In the post-credits scene, Tammy observes Birdperson's resurrection as a cyborg dubbed "Phoenix Person".

== Production ==

"The Rickshank Rickdemption" was directed by Juan Meza-León and written by staff team member Mike McMahan. Elements of the episode were loosely inspired by the film The Shawshank Redemption and features the series' trademark dark humor, nihilism, and multiverse-based plot line. In a segment for the Den of Geek website, series creator Dan Harmon said "The Rickshank Rickdemption" would resolve the conflicts that originated from the second season. According to Harmon: "I don't think anybody wants to do a third season that simply spends a whole bunch of episodes dealing with a situation that we created at the end of the second season, so I think that's a non-spoiler way of saying things should be okay pretty quickly". The episode marks the reappearance of several former key plot developments, including the Cronenberg universe, the Citadel of Ricks, and Birdperson.

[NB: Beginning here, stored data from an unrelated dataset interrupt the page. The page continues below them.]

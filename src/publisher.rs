use anyhow::{anyhow, Result};
use reqwest::Client;
use serde_json::json;
use std::collections::BTreeMap;
use std::time::Duration;
use tracing::{info, warn};

use crate::roster::ArtistRecord;
use crate::weather::DailyWeather;

/// Everything that goes into one nightly report
#[derive(Debug, Clone)]
pub struct NightReport {
    /// Predicted maximum waiting time in hours, `None` when there is no
    /// event or the features could not be assembled
    pub predicted_hours: Option<f64>,
    /// Tonight's line-up, highest follower count first
    pub artists: Vec<ArtistRecord>,
    pub weather: Option<DailyWeather>,
}

/// Render the nightly report as Telegram HTML
pub fn format_report(report: &NightReport) -> String {
    let Some(predicted_hours) = report.predicted_hours else {
        return "🚫 No predictions for tonight".to_string();
    };

    let mut reply = String::from("🎶 <b>Today:</b>\n\n");

    // Group the line-up by floor, keeping the follower ordering within
    let mut floors: BTreeMap<&str, Vec<&ArtistRecord>> = BTreeMap::new();
    for artist in &report.artists {
        floors.entry(artist.location.as_str()).or_default().push(artist);
    }

    for (floor, artists) in floors {
        reply.push_str(&format!("📍 <b>{}</b>:\n", floor));
        for artist in artists {
            match &artist.soundcloud_url {
                Some(url) => {
                    reply.push_str(&format!("{} <a href='{}'>{}</a>\n", artist.name, url, url))
                }
                None => reply.push_str(&format!("{} No link available\n", artist.name)),
            }
        }
        reply.push('\n');
    }

    let comment = if predicted_hours >= 5.0 {
        "higher than usual"
    } else {
        "lower than usual"
    };
    let waiting_time = if predicted_hours > 1.0 {
        format!("{:.2} h", predicted_hours)
    } else {
        "less than 1 hour".to_string()
    };
    reply.push_str(&format!(
        "⏳ Max estimated waiting time: {} ({})\n\n",
        waiting_time, comment
    ));

    match &report.weather {
        Some(weather) => {
            let temp_emoji = if weather.min_temp_c < 5.0 {
                "❄️"
            } else if weather.min_temp_c < 10.0 {
                "🌝"
            } else {
                "🔥"
            };

            let rain = weather.chance_of_rain.unwrap_or(0.0);
            let rain_emoji = if rain == 0.0 {
                "🌵"
            } else if rain < 30.0 {
                "🌤️"
            } else if rain < 70.0 {
                "🌦️"
            } else {
                "🌧️"
            };

            reply.push_str(&format!(
                "Temperature: {}°C {}\nPrecipitation: {}% {}\n",
                weather.min_temp_c, temp_emoji, rain, rain_emoji
            ));
        }
        None => {
            reply.push_str("Temperature: N/A\nPrecipitation: N/A\n");
        }
    }

    reply
}

/// Telegram Bot API publisher
pub struct TelegramPublisher {
    client: Client,
    token: String,
}

impl TelegramPublisher {
    pub fn new(token: String) -> Self {
        let client = Client::builder()
            .timeout(Duration::from_secs(30))
            .build()
            .unwrap_or_else(|_| Client::new());

        Self { client, token }
    }

    /// Read the bot token from `BOT_TOKEN`
    pub fn from_env() -> Result<Self> {
        let token =
            std::env::var("BOT_TOKEN").map_err(|_| anyhow!("BOT_TOKEN is not set"))?;
        Ok(Self::new(token))
    }

    /// Send one HTML-formatted message to a chat
    pub async fn send(&self, chat_id: &str, text: &str) -> Result<()> {
        let url = format!("https://api.telegram.org/bot{}/sendMessage", self.token);
        let response = self
            .client
            .post(&url)
            .json(&json!({
                "chat_id": chat_id,
                "text": text,
                "parse_mode": "HTML",
            }))
            .send()
            .await?;

        if !response.status().is_success() {
            let status = response.status();
            let body = response.text().await.unwrap_or_default();
            warn!("sendMessage failed with {}: {}", status, body);
            return Err(anyhow!("telegram sendMessage failed: {}", status));
        }

        info!("published report to chat {}", chat_id);
        Ok(())
    }

    /// Format and publish a nightly report
    pub async fn publish(&self, chat_id: &str, report: &NightReport) -> Result<()> {
        self.send(chat_id, &format_report(report)).await
    }
}

#[cfg(test)]
mod tests {
    use super::*;
    use chrono::NaiveDate;

    fn artist(name: &str, location: &str, followers: u64) -> ArtistRecord {
        ArtistRecord {
            date: NaiveDate::from_ymd_opt(2024, 3, 2).unwrap(),
            name: name.to_string(),
            followers,
            location: location.to_string(),
            soundcloud_url: Some(format!("https://soundcloud.com/{}", name)),
        }
    }

    #[test]
    fn test_no_prediction_report() {
        let report = NightReport {
            predicted_hours: None,
            artists: Vec::new(),
            weather: None,
        };
        assert_eq!(format_report(&report), "🚫 No predictions for tonight");
    }

    #[test]
    fn test_report_groups_by_floor() {
        let report = NightReport {
            predicted_hours: Some(3.2),
            artists: vec![
                artist("dettmann", "Berghain", 400_000),
                artist("vril", "Panorama Bar", 90_000),
            ],
            weather: None,
        };

        let text = format_report(&report);
        assert!(text.contains("📍 <b>Berghain</b>:"));
        assert!(text.contains("📍 <b>Panorama Bar</b>:"));
        assert!(text.contains("https://soundcloud.com/dettmann"));
        assert!(text.contains("3.20 h"));
        assert!(text.contains("lower than usual"));
    }

    #[test]
    fn test_high_prediction_comment() {
        let report = NightReport {
            predicted_hours: Some(6.0),
            artists: Vec::new(),
            weather: None,
        };
        assert!(format_report(&report).contains("higher than usual"));
    }

    #[test]
    fn test_short_wait_wording() {
        let report = NightReport {
            predicted_hours: Some(0.7),
            artists: Vec::new(),
            weather: None,
        };
        assert!(format_report(&report).contains("less than 1 hour"));
    }

    #[test]
    fn test_weather_emojis() {
        let report = NightReport {
            predicted_hours: Some(2.0),
            artists: Vec::new(),
            weather: Some(DailyWeather {
                date: NaiveDate::from_ymd_opt(2024, 3, 2).unwrap(),
                min_temp_c: 3.0,
                precip_mm: 4.0,
                chance_of_rain: Some(80.0),
            }),
        };

        let text = format_report(&report);
        assert!(text.contains("❄️"));
        assert!(text.contains("🌧️"));
    }
}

The third-season premiere of Rick and Morty was expected to arrive as early as 2016. However, Harmon admitted in a conversation with Indiewire that new episodes were becoming more difficult to create because of artistic disagreements with co-creator Justin Roiland. Writing for "The Rickshank Rickdemption" commenced on November 2, 2015; a few months later in February 2016, episode director Juan Meza-Leon began work for the project's sound recording. In February 2017, to celebrate the beginning of the episode's animation phase, Adult Swim Australia released a teaser trailer, later revealed to actually be a "RickRoll": a compilation of clips taken from seasons one and two that offered no new insight into the upcoming premiere.

== Release and reception ==

"The Rickshank Rickdemption" premiered on April 1, 2017, without any prior announcement at 8pm ET on Adult Swim. As a part of Adult Swim's annual April Fools' joke, the premiere was broadcast for four straight hours, interrupting the television network's scheduled new episodes of Samurai Jack and Dragon Ball Super. It was watched by 676,000 American households and had a 0.2 rating in the 18–49 demographic and is the least viewed episode in the whole series. By 11pm, as details of the episode's unexpected debut spread, "The Rickshank Rickdemption" had its best showing with 949,000 viewers and a 0.4 rating.

A critical success, "The Rickshank Rickdemption" was praised as one of the series' best episodes, with Jesse Schedeen of IGN saying it was "keeping the level of quality high". Critics cited the episode's dark undertones and unique insight into Rick's psyche.

IGN's Jesse Schedeen wrote in his review "Justin Roiland and Dan Harmon managed to craft a conflict that was hilarious, darkly poignant and completely unlike anything fans were expecting". He also praised the episode's ability to defy expectations while offering "a grim portrait of a mad scientist who hates everyone else almost as much as he hates himself". Zach Blumenfeld of Paste called "The Rickshank Rickdemption" the "top of all animated television", an episode that saw deeper character development and humor that rivaled "Total Rickall" and "Meeseeks and Destroy". Den of Geek writer Joe Matar observed "previous Rick and Morty plot developments, reminding us of the show’s commitment to its persistent multiverse" in a premiere he considered as the series' best.